Monsieur le Directeur,
 

La vérité, inscrite depuis tantôt six ans dans les Annales de la science anthropologique, la vérité est que le pithécanthrope a été déjà trouvé à Java ; que cette découverte est due à un jeune médecin de la marine hollandaise, M. le docteur Eugène Dubois qui en a donné la relation dans une monographie des plus intéressantes (Pithecanthropus erectus; eine Menschenæhliche übergangsform aus Java, publié à Batavia en 1894), avec pièces et dessins à l’appui. Les pièces, qui consistent en un crâne fossile caractéristique, un os du membre inférieur (fémur) et une dent molaire, ont été colportées et montrées dans les principaux établissements scientifiques d’Europe. Nous possédons à l’École et au Laboratoire d’anthropologie un fac-similé du moulage du crâne en question et qui a servi à l’examen, aux commentaires et aux leçons sur ce sujet de la plupart des professeurs de cette école, nommément MM. Gabriel de Mortillet, Letourneau, Manouvrier, Laborde, etc.

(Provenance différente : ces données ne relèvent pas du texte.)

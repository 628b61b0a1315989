//! Climb store access.
//!
//! Storage goes through the Repository pattern so backends can be swapped
//! without touching ingestion or aggregation code.
//!
//! # Architecture
//!
//! ```text
//! ┌─────────────────────────────────────────────────────────┐
//! │  HTTP handlers (http/)                                  │
//! └───────────────────┬─────────────────────────────────────┘
//!                     │
//! ┌───────────────────▼─────────────────────────────────────┐
//! │  Service Layer (services.rs)                            │
//! │  - Input validation before any write                    │
//! │  - Session lifecycle, climb logging, batch upload       │
//! └───────────────────┬─────────────────────────────────────┘
//!                     │
//! ┌───────────────────▼─────────────────────────────────────┐
//! │  Repository Traits (repository/)                        │
//! │  - ClimbRepository, SessionRepository                   │
//! └───────────────────┬─────────────────────────────────────┘
//!                     │
//!     ┌───────────────┴────────────────┐
//!     │                                │
//! ┌───▼──────────────────┐  ┌──────────▼──────────────┐
//! │ Postgres Repository  │  │ Local Repository        │
//! │ (Diesel, migrations) │  │ (in-memory)             │
//! └──────────────────────┘  └─────────────────────────┘
//! ```
//!
//! Both adapters hand back canonical [`ClimbRecord`](crate::models::ClimbRecord)s,
//! so the aggregation functions in [`crate::services`] never see a row shape.

#[cfg(not(any(feature = "postgres-repo", feature = "local-repo")))]
compile_error!("Enable at least one repository backend feature.");

pub mod factory;
pub mod repo_config;
pub mod repositories;
pub mod repository;
pub mod services;


pub use services::{
    end_session, fetch_user_climbs, fetch_user_sessions, health_check, log_climb,
    save_new_session, start_session,
};

pub use factory::{RepositoryFactory, RepositoryType};
pub use repo_config::{PostgresConfig, RepositoryConfig};
pub use repositories::LocalRepository;
#[cfg(feature = "postgres-repo")]
pub use repositories::PostgresRepository;
pub use repository::{
    ClimbRepository, ErrorContext, FullRepository, RepositoryError, RepositoryResult,
    SessionRepository, Subject,
};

Le docteur Eugène Dubois a fixé lui-même, par le qualificatif d’ « erectus » l’un des caractères anthropogéniques les plus importants de cet homme-singe, qui semble bien constituer l’intermédiaire prévu et annoncé non point par Darwin (qui a, d’ailleurs, à son actif assez d’autres prévisions de cette sorte), mais par deux anthropologues français des plus autorisés : Gabriel de Mortillet, l’illustre créateur du préhistorique, et le savant linguiste et ethnographe Abel Hovelacque, son élève. C’est au congrès de Lyon, en 1873, qu’ils établirent, en collaboration, sur une base scientifique, cette prévision aujourd’hui réalisée.

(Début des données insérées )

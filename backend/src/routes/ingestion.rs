use chrono::NaiveDate;
use serde::{Deserialize, Serialize};

use crate::models::SessionId;

/// Climb entry in a legacy batch upload.
///
/// Clients have sent both capitalised and snake_case keys over time; both
/// are accepted.
#[derive(Debug, Clone, Default, PartialEq, Eq, Serialize, Deserialize)]
pub struct LegacyClimbEntry {
    #[serde(rename = "Discipline", alias = "discipline", default)]
    pub discipline: Option<String>,
    #[serde(rename = "Grade", alias = "grade", default)]
    pub grade: Option<String>,
    #[serde(rename = "Timestamp", alias = "timestamp", default)]
    pub timestamp: Option<String>,
    #[serde(rename = "Gym", alias = "gym", default)]
    pub gym: Option<String>,
    #[serde(
        rename = "AscentType",
        alias = "ascentType",
        alias = "ascent_type",
        default
    )]
    pub ascent_type: Option<String>,
    #[serde(rename = "Notes", alias = "notes", default)]
    pub notes: Option<String>,
}

/// Result of a legacy batch save.
#[derive(Debug, Clone, PartialEq, Eq, Serialize, Deserialize)]
pub struct SavedSession {
    pub session_name: String,
    pub session_date: NaiveDate,
    pub climbs_saved: usize,
}

/// A single climb logged into a running session.
#[derive(Debug, Clone, Default, PartialEq, Eq, Serialize, Deserialize)]
pub struct ClimbLog {
    #[serde(default)]
    pub session_id: Option<SessionId>,
    #[serde(default)]
    pub climbing_type: Option<String>,
    #[serde(default)]
    pub grade: Option<String>,
    #[serde(default)]
    pub ascent_type: Option<String>,
    #[serde(default)]
    pub notes: Option<String>,
    #[serde(default)]
    pub media_url: Option<String>,
    #[serde(default)]
    pub tags: Option<Vec<String>>,
}

#[cfg(test)]
mod tests {
    use super::*;

    #[test]
    fn test_legacy_entry_accepts_both_casings() {
        let upper: LegacyClimbEntry = serde_json::from_value(serde_json::json!({
            "Discipline": "Bouldering",
            "Grade": "V4",
            "Timestamp": "2024-05-01 19:00:00",
            "Gym": "Vital",
            "AscentType": "Flash"
        }))
        .unwrap();
        let lower: LegacyClimbEntry = serde_json::from_value(serde_json::json!({
            "discipline": "Bouldering",
            "grade": "V4",
            "timestamp": "2024-05-01 19:00:00",
            "gym": "Vital",
            "ascent_type": "Flash"
        }))
        .unwrap();
        assert_eq!(upper, lower);
        assert_eq!(upper.ascent_type.as_deref(), Some("Flash"));
    }

    #[test]
    fn test_legacy_entry_optional_fields() {
        let entry: LegacyClimbEntry =
            serde_json::from_value(serde_json::json!({"Grade": "6a"})).unwrap();
        assert_eq!(entry.grade.as_deref(), Some("6a"));
        assert!(entry.discipline.is_none());
        assert!(entry.gym.is_none());
    }

    #[test]
    fn test_climb_log_session_id_is_numeric() {
        let log: ClimbLog = serde_json::from_value(serde_json::json!({
            "session_id": 12,
            "climbing_type": "Bouldering",
            "grade": "V2",
            "ascent_type": "Send"
        }))
        .unwrap();
        assert_eq!(log.session_id, Some(SessionId::new(12)));
        assert!(log.tags.is_none());
    }
}
//! View and input types, one module per endpoint family.

pub mod dashboard;
pub mod ingestion;
pub mod profile;
pub mod pyramid;
pub mod sessions;
pub mod stats;

/// Placeholder returned wherever no grade qualifies.
pub const NOT_AVAILABLE: &str = "N/A";
//! Error types for climb-store operations.
//!
//! Every adapter reports failures through [`RepositoryError`]. The attached
//! [`ErrorContext`] names the operation and, when one is at fault, the
//! session or request field involved.

use std::fmt;

use crate::models::SessionId;

pub type RepositoryResult<T> = Result<T, RepositoryError>;

/// What a failed operation was working on.
#[derive(Debug, Clone, PartialEq, Eq)]
pub enum Subject {
    Session(SessionId),
    /// Request field, e.g. `userName` or `climbs[2].Grade`.
    Field(String),
}

/// Where an error happened.
#[derive(Debug, Clone, Default, PartialEq, Eq)]
pub struct ErrorContext {
    pub operation: Option<String>,
    pub subject: Option<Subject>,
    pub details: Option<String>,
    /// Transient failure; `with_conn` retries these.
    pub retryable: bool,
}

impl ErrorContext {
    pub fn new(operation: impl Into<String>) -> Self {
        Self {
            operation: Some(operation.into()),
            ..Default::default()
        }
    }

    pub fn session(mut self, id: SessionId) -> Self {
        self.subject = Some(Subject::Session(id));
        self
    }

    pub fn field(mut self, name: impl Into<String>) -> Self {
        self.subject = Some(Subject::Field(name.into()));
        self
    }

    pub fn with_details(mut self, details: impl Into<String>) -> Self {
        self.details = Some(details.into());
        self
    }

    pub fn retryable(mut self) -> Self {
        self.retryable = true;
        self
    }
}

impl fmt::Display for ErrorContext {
    fn fmt(&self, f: &mut fmt::Formatter<'_>) -> fmt::Result {
        let mut parts = Vec::new();
        if let Some(op) = &self.operation {
            parts.push(format!("operation={}", op));
        }
        match &self.subject {
            Some(Subject::Session(id)) => parts.push(format!("session={}", id)),
            Some(Subject::Field(name)) => parts.push(format!("field={}", name)),
            None => {}
        }
        if let Some(details) = &self.details {
            parts.push(format!("details={}", details));
        }
        if self.retryable {
            parts.push("retryable".to_string());
        }
        write!(f, "[{}]", parts.join(", "))
    }
}

/// Failure reported by a climb store.
///
/// The `Display` form is for logs; HTTP bodies use [`message`](Self::message)
/// and the context separately.
#[derive(Debug, thiserror::Error)]
#[allow(clippy::result_large_err)]
pub enum RepositoryError {
    /// Store unreachable: pool creation, checkout, or a failed health check.
    #[error("climb store unreachable: {message} {context}")]
    ConnectionError { message: String, context: ErrorContext },

    #[error("climb query failed: {message} {context}")]
    QueryError { message: String, context: ErrorContext },

    #[error("no such row: {message} {context}")]
    NotFound { message: String, context: ErrorContext },

    /// Rejected input; nothing was written.
    #[error("rejected climb data: {message} {context}")]
    ValidationError { message: String, context: ErrorContext },

    #[error("bad store settings: {message} {context}")]
    ConfigurationError { message: String, context: ErrorContext },

    #[error("climb store bug: {message} {context}")]
    InternalError { message: String, context: ErrorContext },

    /// A batch or session update could not commit.
    #[error("write not committed: {message} {context}")]
    TransactionError { message: String, context: ErrorContext },

    #[error("climb store too slow: {message} {context}")]
    TimeoutError { message: String, context: ErrorContext },
}

/// Constructors taking only a message, with an empty context.
macro_rules! bare_constructors {
    ($($fn_name:ident => $variant:ident),* $(,)?) => {
        $(
            pub fn $fn_name(message: impl Into<String>) -> Self {
                Self::$variant {
                    message: message.into(),
                    context: ErrorContext::default(),
                }
            }
        )*
    };
}

impl RepositoryError {
    bare_constructors! {
        query => QueryError,
        not_found => NotFound,
        validation => ValidationError,
        configuration => ConfigurationError,
        internal => InternalError,
        transaction => TransactionError,
    }

    /// Unreachable store; always retryable.
    pub fn connection(message: impl Into<String>, context: ErrorContext) -> Self {
        let message = message.into();
        Self::ConnectionError { message, context: context.retryable() }
    }

    /// Pool checkout or statement timed out; always retryable.
    pub fn timeout(message: impl Into<String>, context: ErrorContext) -> Self {
        let message = message.into();
        Self::TimeoutError { message, context: context.retryable() }
    }

    /// `Missing '<field>'`, the message every ingestion path uses.
    pub fn missing_field(operation: &str, field: impl Into<String>) -> Self {
        let field = field.into();
        let message = format!("Missing '{}'", field);
        Self::ValidationError { message, context: ErrorContext::new(operation).field(field) }
    }

    /// A climb pointed at a session id the store does not hold.
    pub fn unknown_session(operation: &str, id: SessionId) -> Self {
        let message = format!("Session {} does not exist", id);
        Self::ValidationError { message, context: ErrorContext::new(operation).session(id) }
    }

    fn parts(&self) -> (&str, &ErrorContext) {
        match self {
            Self::ConnectionError { message, context }
            | Self::QueryError { message, context }
            | Self::NotFound { message, context }
            | Self::ValidationError { message, context }
            | Self::ConfigurationError { message, context }
            | Self::InternalError { message, context }
            | Self::TransactionError { message, context }
            | Self::TimeoutError { message, context } => (message, context),
        }
    }

    fn parts_mut(&mut self) -> (&mut String, &mut ErrorContext) {
        match self {
            Self::ConnectionError { message, context }
            | Self::QueryError { message, context }
            | Self::NotFound { message, context }
            | Self::ValidationError { message, context }
            | Self::ConfigurationError { message, context }
            | Self::InternalError { message, context }
            | Self::TransactionError { message, context }
            | Self::TimeoutError { message, context } => (message, context),
        }
    }

    /// Transient; the Postgres store retries these with backoff.
    pub fn is_retryable(&self) -> bool {
        self.parts().1.retryable
    }

    /// The store could not be reached or configured, as opposed to a
    /// request it rejected or a query that failed.
    pub fn is_unavailable(&self) -> bool {
        matches!(
            self,
            Self::ConnectionError { .. } | Self::TimeoutError { .. } | Self::ConfigurationError { .. }
        )
    }

    /// The message without its context suffix.
    pub fn message(&self) -> &str {
        self.parts().0
    }

    pub fn context(&self) -> &ErrorContext {
        self.parts().1
    }

    /// Name the operation that failed, replacing any earlier name.
    pub fn with_operation(mut self, operation: impl Into<String>) -> Self {
        self.parts_mut().1.operation = Some(operation.into());
        self
    }
}

#[cfg(feature = "postgres-repo")]
impl From<diesel::result::Error> for RepositoryError {
    fn from(err: diesel::result::Error) -> Self {
        use diesel::result::{DatabaseErrorKind, Error};

        match err {
            Error::NotFound => RepositoryError::not_found("Record not found"),
            // A session deleted between validation and insert, or a climb
            // with neither session id nor label.
            Error::DatabaseError(
                kind @ (DatabaseErrorKind::ForeignKeyViolation | DatabaseErrorKind::CheckViolation),
                info,
            ) => RepositoryError::ValidationError {
                message: info.message().to_string(),
                context: ErrorContext::default().with_details(format!("{:?}", kind)),
            },
            Error::DatabaseError(DatabaseErrorKind::SerializationFailure, info) => {
                RepositoryError::TransactionError {
                    message: info.message().to_string(),
                    context: ErrorContext::default().retryable(),
                }
            }
            Error::DatabaseError(kind, info) => RepositoryError::QueryError {
                message: info.message().to_string(),
                context: ErrorContext::default().with_details(format!("{:?}", kind)),
            },
            Error::RollbackErrorOnCommit { .. }
            | Error::RollbackTransaction
            | Error::AlreadyInTransaction
            | Error::NotInTransaction
            | Error::BrokenTransactionManager => RepositoryError::transaction(err.to_string()),
            Error::DeserializationError(e) => {
                RepositoryError::internal(format!("Unreadable climb row: {}", e))
            }
            other => RepositoryError::query(other.to_string()),
        }
    }
}

/// r2d2 only fails a checkout after waiting out the connection timeout.
#[cfg(feature = "postgres-repo")]
impl From<diesel::r2d2::PoolError> for RepositoryError {
    fn from(err: diesel::r2d2::PoolError) -> Self {
        RepositoryError::timeout(err.to_string(), ErrorContext::new("get_connection"))
    }
}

Si donc les deux savants signalés par l’auteur de l’article dont il s’agit, – l’un Américain, le docteur Walters, favorisé de la plus honorable des commandites par le célèbre milliardaire Vanderbilt, l’autre, Allemand, le professeur Hæckel (d’Iena), – partent à Java à la recherche du pithecanthropus, ce ne peut être que sur les brisées du docteur E. Dubois, auquel revient, en réalité, l’honneur d’être arrivé « bon premier » dans cette découverte que ses successeurs ne peuvent plus, désormais, que compléter ; besogne qui, au reste, n’est pas à dédaigner dans cet ordre de recherches.

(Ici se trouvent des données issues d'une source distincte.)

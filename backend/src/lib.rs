//! # Climb Log Backend
//!
//! Reporting layer for a personal climbing logbook.
//!
//! Climbers record sessions and the climbs attempted in them (discipline,
//! grade, ascent type). This crate stores those records and aggregates them
//! into dashboard statistics: hardest grade per discipline, session counts,
//! grade pyramids, monthly progress and recent activity. The backend exposes
//! a REST API via Axum.
//!
//! ## Architecture
//!
//! - [`grades`]: the grade ordering table that makes "hardest" well defined
//! - [`models`]: canonical climb/session records shared by every store
//! - [`services`]: pure aggregation functions over climb records
//! - [`db`]: repository traits, in-memory and Postgres stores, ingestion
//! - [`routes`] / [`api`]: response and request types
//! - [`http`]: Axum router and handlers

// RepositoryError carries rich context for debugging
#![allow(clippy::result_large_err)]

pub mod api;
pub mod db;
pub mod grades;
pub mod models;
pub mod routes;
pub mod services;

#[cfg(feature = "http-server")]
pub mod http;
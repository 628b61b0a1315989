use serde::{Deserialize, Serialize};

use super::pyramid::GradePyramid;
use crate::models::SessionRef;

/// Entry in the dashboard's recent activity feed.
#[derive(Debug, Clone, PartialEq, Eq, Serialize, Deserialize)]
pub struct RecentSession {
    pub id: SessionRef,
    pub name: String,
    pub location: Option<String>,
    pub date: Option<String>,
}

/// Dashboard KPI payload.
#[derive(Debug, Clone, PartialEq, Eq, Serialize, Deserialize)]
pub struct DashboardView {
    pub hardest_send_30_days: String,
    pub total_sessions: usize,
    pub current_project: String,
    pub pyramid_data: GradePyramid,
    pub recent_sessions: Vec<RecentSession>,
}
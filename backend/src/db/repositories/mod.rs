//! Repository implementations module.
//!
//! This module contains the adapters behind [`FullRepository`](crate::db::repository::FullRepository):
//! - `postgres`: PostgreSQL implementation with Diesel ORM
//! - `local`: In-memory implementation for unit testing and local development
pub mod local;
#[cfg(feature = "postgres-repo")]
pub mod postgres;

pub use local::LocalRepository;
#[cfg(feature = "postgres-repo")]
pub use postgres::PostgresRepository;
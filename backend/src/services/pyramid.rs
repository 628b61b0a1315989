use crate::models::ClimbRecord;
use crate::routes::pyramid::GradePyramid;

/// Count Send/Flash records per grade label.
///
/// Buckets are keyed by the trimmed label as logged, not by rank, so labels
/// missing from the grade table still get a bucket.
pub fn grade_pyramid(records: &[ClimbRecord]) -> GradePyramid {
    let mut pyramid = GradePyramid::new();
    for grade in records
        .iter()
        .filter(|record| record.is_successful())
        .filter_map(ClimbRecord::grade_label)
    {
        *pyramid.entry(grade.to_string()).or_insert(0) += 1;
    }
    pyramid
}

Il me semble, en tout cas, et il vous paraîtra, j’en suis persuadé, à vous-même, monsieur le directeur, qu’il n’était pas inutile de rétablir les faits, à propos d’une question d’un si haut intérêt scientifique, et d’accomplir, en même temps, un acte de justice à l’égard du jeune savant hollandais.

Veuillez agréer, etc.
 

Dr J.-V. LABORDE,

directeur du laboratoire d’anthropologie,

professeur à l’École d’anthropologie,

membre de l’Académie de médecine.

 

Nous remercions le docteur Laborde de son intéressante communication. Elle nous est d’autant plus agréable que, dans ces victoires et conquêtes évolutionnistes, où il n’était question que de Darwin, d’Hæckel et de Vanderbilt, la France jouait un rôle par trop effacé. Le docteur Dubois, quoique Hollandais, ne porte pas un nom pareil sans être évidemment Français d’origine ; MM. de Mortillet et Hovelacque sont nos compatriotes. C’est avec plaisir que nous leur rendons ce qui leur appartient. Il est bon qu’on puisse se sentir fier d’être Français en passant devant l’École d’anthropologie.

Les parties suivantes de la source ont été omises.